A Walk With Nature
It was just a hobby - really. About 20 years ago, James and Betty Provost built some ponds behind their Gibson home for ducks and a variety of exotic birds. It was a fairly simple task for James, who owned a trucking and excavation company.
It was a quiet little spot in the backyard to unwind. Just a hobby.
Then the oil bust of the early 1980s disrupted their life. Like so many business owners in the area, the plummeting economy hit hard, and the couple had to make some tough decisions. They would either have to give up the hobby they so dearly loved, or somehow make it pay for itself. They opted to keep their hobby, and Wildlife Gardens was born. With the assistance and advice of local tourism officials the couple opened their ponds and birdhouse to tours. Through modest in scale, it quickly caught on and the couple were soon hosting visitors from around the world.
The interest allowed them to expand and continue building their dream. They created a swamp filled with local plants and animals, with either James or Betty guiding visitors through, telling local history and giving information on plants, alligators, nutrias, bobcats, birds and other wildlife.
James' other hobby, wood carving, is also part of the family business. His cluttered, often-used workshop is part of the tour, and the champion carver's wares are available in the gift shop.
"When I was little, I never dreamed I could make a living doing this," Betty said. "Just like anything you do for money, it's a lot of work, but we're doing what we love."
And the dream has continued to grow.
Along the way, a trapper's cabin was built in the swamp, filled with genuine hunting, fishing and trapping items donated by family, friends and visitors. It's a rustic cottage, alive with history.
"We've had some older people come through here who were trappers and fishermen," Betty said, " and they'll leave with a tear in their eye."
And it's that sort of sharing that makes all the long hours worth the effort.
"We want to do more than just give a tour," she said. "We want to share our heritage."
"I can't walk through (the trapper's cabin) without seeing my grandma and grandpa, and remember what they taught me... I only hope someone can say that about me someday."
But the trapper's cabin has inspired more than fond memories. On several occasions, visitors commented that the cabin should be "fixed up" so people could sleep in it, in the swamp.
About five years ago, the couple decided there was enough interest to give it a shot, so they built a single cabin in a natural swamp on another part of the property and opened it as a bed and breakfast. Shortly after, a reporter with the Chicago Tribune rented one of the cabins and included Wildlife Gardens in a story he wrote on travel through south Louisiana. The day after the article ran, the couple received nine reservations. Three more cabins soon followed.

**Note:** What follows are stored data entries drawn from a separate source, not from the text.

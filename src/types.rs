pub mod category;
pub mod datatype;

// Re-export types for convenience.
pub use crate::types::category::{Category, Classification};
pub use crate::types::datatype::{DataType, TYPE_PREFIX};
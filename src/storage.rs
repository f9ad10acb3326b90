//! Storage connector interface.
//!
//! Fragments live in database instances managed by the engine. The operator hands each fragment
//! a query to run and never sees the dialect spoken by the instance.

use async_trait::async_trait;
use bytes::Bytes;
use thiserror::Error;

/// Storage connector error
#[derive(Debug, Error)]
pub enum StorageError {
    /// No connection to the instance could be made
    #[error("cannot connect to dbms {dbms} database {db}")]
    Connect { dbms: i64, db: i64 },

    /// The fragment does not exist
    #[error("fragment {0} not found")]
    FragmentNotFound(String),

    /// The query failed
    #[error("query failed: {0}")]
    Query(String),
}

/// Request to build one output fragment from one input fragment.
#[derive(Clone, Debug)]
pub struct FragmentTransform<'a> {
    /// Input fragment name
    pub input: &'a str,
    /// Output fragment name
    pub output: &'a str,
    /// Expression computing the output measure from the input measure
    pub query: &'a str,
    /// Values bound to the placeholders of the query, in order
    pub bindings: &'a [Bytes],
    /// Whether to report the number of rows produced
    pub count_rows: bool,
}

/// Shape of a stored fragment.
#[derive(Clone, Copy, Debug, Eq, PartialEq)]
pub struct FragmentShape {
    /// Number of elements in the measure array of a row
    pub elements_per_row: u64,
    /// Number of rows
    pub rows: u64,
}

/// Connection to one database of one instance. Closed on drop.
#[async_trait]
pub trait StorageSession: Send {
    /// Build a fragment, returning the number of rows produced if requested.
    async fn transform(
        &mut self,
        transform: &FragmentTransform<'_>,
    ) -> Result<Option<u64>, StorageError>;

    /// Measure a stored fragment.
    async fn probe(&mut self, fragment: &str) -> Result<FragmentShape, StorageError>;
}

/// Entry point to the storage layer.
#[async_trait]
pub trait StorageConnector: Send + Sync {
    /// Open a session against a database of an instance.
    async fn open(&self, dbms: i64, db: i64) -> Result<Box<dyn StorageSession>, StorageError>;

    /// Evaluate an expression over bound arrays outside of any fragment.
    async fn evaluate(&self, query: &str, bindings: &[Bytes]) -> Result<Bytes, StorageError>;
}
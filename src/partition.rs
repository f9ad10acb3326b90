//! Fragment partitioning across ranks.
//!
//! Every rank computes its own share of the fragments from `(F, P, R)` alone, so no assignment is
//! ever exchanged. A datacube lists its fragments as a compact id-set string such as `1:4;7;9:10`
//! (`:` joins the bounds of an inclusive range, `;` separates entries).

use serde::{Deserialize, Serialize};
use thiserror::Error;

/// Share of the ordered fragment-id sequence owned by a rank.
#[derive(Clone, Copy, Debug, Deserialize, Eq, PartialEq, Serialize)]
pub struct FragmentAssignment {
    pub rank: usize,
    /// Offset of the first owned fragment in the ordered sequence
    pub offset: usize,
    /// Number of owned fragments
    pub count: usize,
}

impl FragmentAssignment {
    pub fn range(&self) -> std::ops::Range<usize> {
        self.offset..self.offset + self.count
    }
}

/// Assign a contiguous run of `total` fragments to `rank` out of `ranks`.
///
/// The first `total % ranks` ranks get one extra fragment.
///
/// # Arguments
///
/// * `total`: Number of fragments
/// * `ranks`: Number of ranks, at least one
/// * `rank`: Rank to compute the assignment for
pub fn partition(total: usize, ranks: usize, rank: usize) -> FragmentAssignment {
    debug_assert!(ranks > 0 && rank < ranks);
    let base = total / ranks;
    let rem = total % ranks;
    let count = if rank < rem { base + 1 } else { base };
    let offset = rank * base + rank.min(rem);
    FragmentAssignment {
        rank,
        offset,
        count,
    }
}

/// Fragment-id set parse error
#[derive(Debug, Error, Eq, PartialEq)]
pub enum FragmentIdSetError {
    #[error("invalid fragment id {0:?}")]
    InvalidId(String),

    #[error("invalid fragment id range {0:?}")]
    InvalidRange(String),
}

/// Ordered set of fragment ids, stored as inclusive ranges.
#[derive(Clone, Debug, Default, Eq, PartialEq)]
pub struct FragmentIdSet {
    ranges: Vec<(i64, i64)>,
    len: usize,
}

/// Number of ids in the inclusive range `start..=end`, if it fits in a `usize`.
fn range_len(start: i64, end: i64) -> Option<usize> {
    let diff = end.checked_sub(start)?;
    usize::try_from(diff).ok()?.checked_add(1)
}

impl FragmentIdSet {
    /// Return an empty set.
    pub fn new() -> Self {
        Self::default()
    }

    /// Number of fragment ids.
    pub fn len(&self) -> usize {
        self.len
    }

    pub fn is_empty(&self) -> bool {
        self.ranges.is_empty()
    }

    /// Fragment ids in order.
    pub fn ids(&self) -> impl Iterator<Item = i64> + '_ {
        self.ranges.iter().flat_map(|&(start, end)| start..=end)
    }

    /// Fragment ids owned by an assignment.
    pub fn assigned(&self, assignment: &FragmentAssignment) -> Vec<i64> {
        self.ids()
            .skip(assignment.offset)
            .take(assignment.count)
            .collect()
    }
}

impl std::str::FromStr for FragmentIdSet {
    type Err = FragmentIdSetError;

    fn from_str(s: &str) -> Result<Self, Self::Err> {
        let parse_id = |id: &str| {
            id.trim()
                .parse::<i64>()
                .map_err(|_| FragmentIdSetError::InvalidId(id.to_string()))
        };
        let mut ranges = vec![];
        let mut len: usize = 0;
        for entry in s.split(';').filter(|entry| !entry.trim().is_empty()) {
            let (start, end) = match entry.split_once(':') {
                Some((start, end)) => (parse_id(start)?, parse_id(end)?),
                None => {
                    let id = parse_id(entry)?;
                    (id, id)
                }
            };
            len = range_len(start, end)
                .and_then(|count| len.checked_add(count))
                .ok_or_else(|| FragmentIdSetError::InvalidRange(entry.to_string()))?;
            ranges.push((start, end));
        }
        Ok(Self { ranges, len })
    }
}

impl std::fmt::Display for FragmentIdSet {
    fn fmt(&self, f: &mut std::fmt::Formatter<'_>) -> std::fmt::Result {
        for (i, (start, end)) in self.ranges.iter().enumerate() {
            if i > 0 {
                write!(f, ";")?;
            }
            if start == end {
                write!(f, "{start}")?;
            } else {
                write!(f, "{start}:{end}")?;
            }
        }
        Ok(())
    }
}

impl FromIterator<i64> for FragmentIdSet {
    /// Build a set from ids, merging consecutive ids into ranges.
    fn from_iter<I: IntoIterator<Item = i64>>(iter: I) -> Self {
        let mut ranges: Vec<(i64, i64)> = vec![];
        let mut len = 0;
        for id in iter {
            match ranges.last_mut() {
                Some((_, end)) if end.checked_add(1) == Some(id) => *end = id,
                _ => ranges.push((id, id)),
            }
            len += 1;
        }
        Self { ranges, len }
    }
}
//! Fragment execution, performed by every rank on its share of the fragments.

use crate::error::ApplyError;
use crate::metrics;
use crate::partition::{FragmentAssignment, FragmentIdSet};
use crate::payload::SetupOutcome;
use crate::storage::{FragmentShape, FragmentTransform, StorageConnector, StorageSession};
use crate::store::{FragmentRow, MetadataStore, StoreError};

use bytes::Bytes;
use hashbrown::HashSet;
use std::time::Instant;
use tracing::{debug, instrument};

/// State of a rank after receiving the setup outcome.
#[derive(Clone, Debug)]
pub struct WorkerTask {
    pub rank: usize,
    pub input_datacube_id: i64,
    pub outcome: SetupOutcome,
    pub fragment_ids: FragmentIdSet,
    /// One binding per dimension placeholder in the query
    pub bindings: Vec<Bytes>,
}

impl WorkerTask {
    /// Prepare a rank for execution.
    ///
    /// # Arguments
    ///
    /// * `rank`: Rank of this process
    /// * `input_datacube_id`: Identifier of the input datacube
    /// * `outcome`: Setup outcome received from the root rank
    /// * `dimension`: Dimension values received from the root rank, if referenced
    pub fn new(
        rank: usize,
        input_datacube_id: i64,
        outcome: SetupOutcome,
        dimension: Option<Bytes>,
    ) -> Result<Self, ApplyError> {
        if outcome.explicit_size == 0 {
            return Err(ApplyError::FragmentConstraint(
                "explicit size must be positive".into(),
            ));
        }
        let fragment_ids = outcome.fragment_ids.parse()?;
        let dim_ref_count = usize::try_from(outcome.dim_ref_count)?;
        let bindings = match dimension {
            Some(dimension) => vec![dimension; dim_ref_count],
            None if dim_ref_count == 0 => vec![],
            None => {
                return Err(ApplyError::DimensionArrayLength {
                    expected: outcome.dim_array_len,
                    received: 0,
                })
            }
        };
        Ok(Self {
            rank,
            input_datacube_id,
            outcome,
            fragment_ids,
            bindings,
        })
    }

    /// Name of the `seq`-th fragment produced by this rank.
    pub fn fragment_name(&self, seq: usize) -> String {
        format!("dc{}_r{}_f{}", self.outcome.output_datacube_id, self.rank, seq)
    }
}

/// What a rank learnt while executing.
#[derive(Clone, Copy, Debug, Default, PartialEq)]
pub struct ExecutionReport {
    /// Number of fragments produced
    pub fragments: usize,
    /// Shape of the first non-empty fragment produced
    pub shape: Option<FragmentShape>,
}

impl ExecutionReport {
    /// Elements per row, if they differ from the prediction.
    pub fn new_elements(&self, predicted: u64) -> Option<u64> {
        self.shape
            .map(|shape| shape.elements_per_row)
            .filter(|&elements| elements != predicted)
    }
}

/// Build the output fragments of the assigned input fragments.
///
/// Every fragment is checked before the first is built, so a constraint violation leaves no
/// output behind.
#[instrument(skip_all, fields(rank = task.rank))]
pub async fn execute(
    task: &WorkerTask,
    assignment: &FragmentAssignment,
    store: &dyn MetadataStore,
    storage: &dyn StorageConnector,
) -> Result<ExecutionReport, ApplyError> {
    let mut report = ExecutionReport::default();
    let ids = task.fragment_ids.assigned(assignment);
    if ids.is_empty() {
        debug!("no fragments assigned");
        return Ok(report);
    }
    let mut fragments = store.fragments(task.input_datacube_id, &ids).await?;
    check_fetched(&ids, &fragments)?;
    fragments.sort_by_key(|fragment| {
        (
            fragment.dbms_instance_id,
            fragment.db_instance_id,
            fragment.id,
        )
    });

    let outcome = &task.outcome;
    for fragment in &fragments {
        let span = span(fragment)?;
        if outcome.explicit_size_update && span % outcome.explicit_size != 0 {
            return Err(ApplyError::FragmentConstraint(format!(
                "fragment {} holds {span} rows, not a multiple of {}",
                fragment.name, outcome.explicit_size
            )));
        }
    }

    let mut seq = 0;
    for group in fragments.chunk_by(|a, b| {
        (a.dbms_instance_id, a.db_instance_id) == (b.dbms_instance_id, b.db_instance_id)
    }) {
        let mut session = storage
            .open(group[0].dbms_instance_id, group[0].db_instance_id)
            .await?;
        for fragment in group {
            seq += 1;
            let produced = transform(task, session.as_mut(), fragment, seq, &mut report).await?;
            store.insert_fragment(&produced).await?;
            report.fragments += 1;
        }
    }
    debug!(fragments = report.fragments, "fragments produced");
    Ok(report)
}

/// Check that the store returned exactly the requested fragments.
fn check_fetched(ids: &[i64], fragments: &[FragmentRow]) -> Result<(), ApplyError> {
    let fetched: HashSet<i64> = fragments.iter().map(|fragment| fragment.id).collect();
    if let Some(&id) = ids.iter().find(|id| !fetched.contains(*id)) {
        return Err(StoreError::NotFound {
            entity: "fragment",
            id,
        }
        .into());
    }
    if fragments.len() != ids.len() {
        return Err(StoreError::Backend(format!(
            "requested {} fragments, received {}",
            ids.len(),
            fragments.len()
        ))
        .into());
    }
    Ok(())
}

fn span(fragment: &FragmentRow) -> Result<u64, ApplyError> {
    fragment.span().ok_or_else(|| {
        ApplyError::FragmentConstraint(format!(
            "fragment {} has inverted key range {}:{}",
            fragment.name, fragment.key_start, fragment.key_end
        ))
    })
}

async fn transform(
    task: &WorkerTask,
    session: &mut dyn StorageSession,
    fragment: &FragmentRow,
    seq: usize,
    report: &mut ExecutionReport,
) -> Result<FragmentRow, ApplyError> {
    let outcome = &task.outcome;
    let name = task.fragment_name(seq);
    let span = span(fragment)?;
    let expected_rows = span / outcome.explicit_size;

    let start = Instant::now();
    let rows = session
        .transform(&FragmentTransform {
            input: &fragment.name,
            output: &name,
            query: &outcome.query,
            bindings: &task.bindings,
            count_rows: outcome.explicit_size_update,
        })
        .await?;
    metrics::record_fragment(start.elapsed());
    if let Some(rows) = rows {
        if rows != expected_rows {
            return Err(ApplyError::FragmentConstraint(format!(
                "fragment {name} has {rows} rows, expected {expected_rows}"
            )));
        }
    }

    if report.shape.is_none() && span > 0 {
        let shape = session.probe(&name).await?;
        if shape.rows != expected_rows {
            return Err(ApplyError::FragmentConstraint(format!(
                "fragment {name} has {} rows, expected {expected_rows}",
                shape.rows
            )));
        }
        debug!(
            fragment = %name,
            elements_per_row = shape.elements_per_row,
            rows = shape.rows,
            "probed fragment"
        );
        report.shape = Some(shape);
    }

    let (key_start, key_end) = if outcome.explicit_size_update && span > 0 {
        let size = outcome.explicit_size;
        ((fragment.key_start - 1) / size + 1, fragment.key_end / size)
    } else {
        (fragment.key_start, fragment.key_end)
    };
    Ok(FragmentRow {
        id: fragment.id,
        datacube_id: outcome.output_datacube_id,
        name,
        db_instance_id: fragment.db_instance_id,
        dbms_instance_id: fragment.dbms_instance_id,
        key_start,
        key_end,
    })
}
#[async_trait]
impl MetadataStore for MemoryStore {
    async fn datacube(&self, id: i64) -> Result<DatacubeRow, StoreError> {
        self.state
            .lock()
            .unwrap()
            .datacubes
            .get(&id)
            .cloned()
            .ok_or(StoreError::NotFound {
                entity: "datacube",
                id,
            })
    }

    async fn dimensions(&self, datacube_id: i64) -> Result<Vec<DimensionRow>, StoreError> {
        Ok(self
            .state
            .lock()
            .unwrap()
            .dimensions
            .values()
            .filter(|(row, _)| row.datacube_id == datacube_id)
            .map(|(row, _)| row.clone())
            .collect())
    }

    async fn dimension_arrays(&self, dimension_id: i64) -> Result<DimensionArrays, StoreError> {
        self.state
            .lock()
            .unwrap()
            .dimensions
            .get(&dimension_id)
            .map(|(_, arrays)| arrays.clone())
            .ok_or(StoreError::NotFound {
                entity: "dimension",
                id: dimension_id,
            })
    }

    async fn insert_datacube(&self, row: &DatacubeRow) -> Result<i64, StoreError> {
        let mut state = self.state.lock().unwrap();
        state.next_datacube += 1;
        let id = state.next_datacube;
        state.datacubes.insert(id, DatacubeRow { id, ..row.clone() });
        Ok(id)
    }

    async fn update_datacube(&self, row: &DatacubeRow) -> Result<(), StoreError> {
        match self.state.lock().unwrap().datacubes.get_mut(&row.id) {
            Some(stored) => {
                *stored = row.clone();
                Ok(())
            }
            None => Err(StoreError::NotFound {
                entity: "datacube",
                id: row.id,
            }),
        }
    }

    async fn delete_datacube(&self, id: i64) -> Result<(), StoreError> {
        let mut state = self.state.lock().unwrap();
        state.tasks.retain(|task| task.output_datacube != id);
        state
            .datacubes
            .remove(&id)
            .map(|_| ())
            .ok_or(StoreError::NotFound {
                entity: "datacube",
                id,
            })
    }

    async fn insert_task(&self, row: &TaskRow) -> Result<i64, StoreError> {
        let mut state = self.state.lock().unwrap();
        if state.fail_task_inserts {
            return Err(StoreError::Backend("task table is read-only".into()));
        }
        state.tasks.push(row.clone());
        Ok(state.tasks.len() as i64)
    }

    async fn fragments(
        &self,
        datacube_id: i64,
        ids: &[i64],
    ) -> Result<Vec<FragmentRow>, StoreError> {
        Ok(self
            .fragments_of(datacube_id)
            .into_iter()
            .filter(|fragment| ids.contains(&fragment.id))
            .collect())
    }

    async fn insert_fragment(&self, row: &FragmentRow) -> Result<(), StoreError> {
        self.state.lock().unwrap().fragments.push(row.clone());
        Ok(())
    }

    async fn insert_dimension(
        &self,
        row: &DimensionRow,
        arrays: &DimensionArrays,
    ) -> Result<i64, StoreError> {
        let mut state = self.state.lock().unwrap();
        state.next_dimension += 1;
        let id = state.next_dimension;
        state
            .dimensions
            .insert(id, (DimensionRow { id, ..row.clone() }, arrays.clone()));
        Ok(id)
    }
}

"To this day, we still have people come here with copies of that same article," Betty, said.
And come they do, from all over the world. Just this week, visitors from Switzerland and Germany were enjoying the Gibson attraction. The gardens are actually in a slow period right now. Summer is traditionally busy, as is any popular vacation attraction. But business at the gardens is also brisk in winter, when visitors from the northern United States are seeking warmer weather.
There are also local school children, many of whom have the tour incorporated into class assignments. The gardens also get visits by groups from the Terrebonne Association for Retarded Citizens.
"There 's something about them (TARC clients) and the animals," she said. "They'll come here, quiet, unemotional, but show them an animal and they are all smiles. They come alive and get very excited."
There are also the repeat customers, like the motorcycle group, which makes an annual trek in spring. The 30 or so riders rent all the cabins, take boat tours with the Provosts' son, and spend the early evening around a bonfire. A local friend of the group generally hosts a crawfish boil for all involved.
But no matter where the visitors come from, they have one thing in common - they want to see alligators.
"If you don't have alligators, you don't have a tour," Betty said.
And the visitors have plenty to look at. In one pond of the walking tour through the swamp are the grand couple of Wildlife Gardens - Helen and Troy. The pair annually hatch 40 to 50 young. Along with another mating pair on the property, the gardens will birth nearly 100 baby alligators each year. Several emplacements in the swamp hold alligators at different growth stages, from the infants, which easily fit in a brave visitor's hand, to the young adults ready for sale to processing plants.
A few years back, the couple decided 12-foot-long Troy was ready for a second mate, so they introduced Jezabell to the pond. Although the arrangement would have been normal in the wild, Helen would have nothing to do with it, and did everything necessary to keep Troy and Jezabell apart. After a few lonely months, Jezabell was moved to another pond, with another male.
Names for the animals are common throughout the gardens. The eldest pair of ducks are George and Gracey. And a recent addition, a red fox named Todd, got his name from a Disney character.
It's the type of homestyle touch that gives Wildlife Gardens its character. It's the touch of a couple who are living a dream first, and building a business second.
"We have some plans we're still working on, but we're about as big as we want to be," Betty said. "This is our retirement and we don't want much more to handle. Some places will start and just want to get bigger and bigger. We're happy where we are."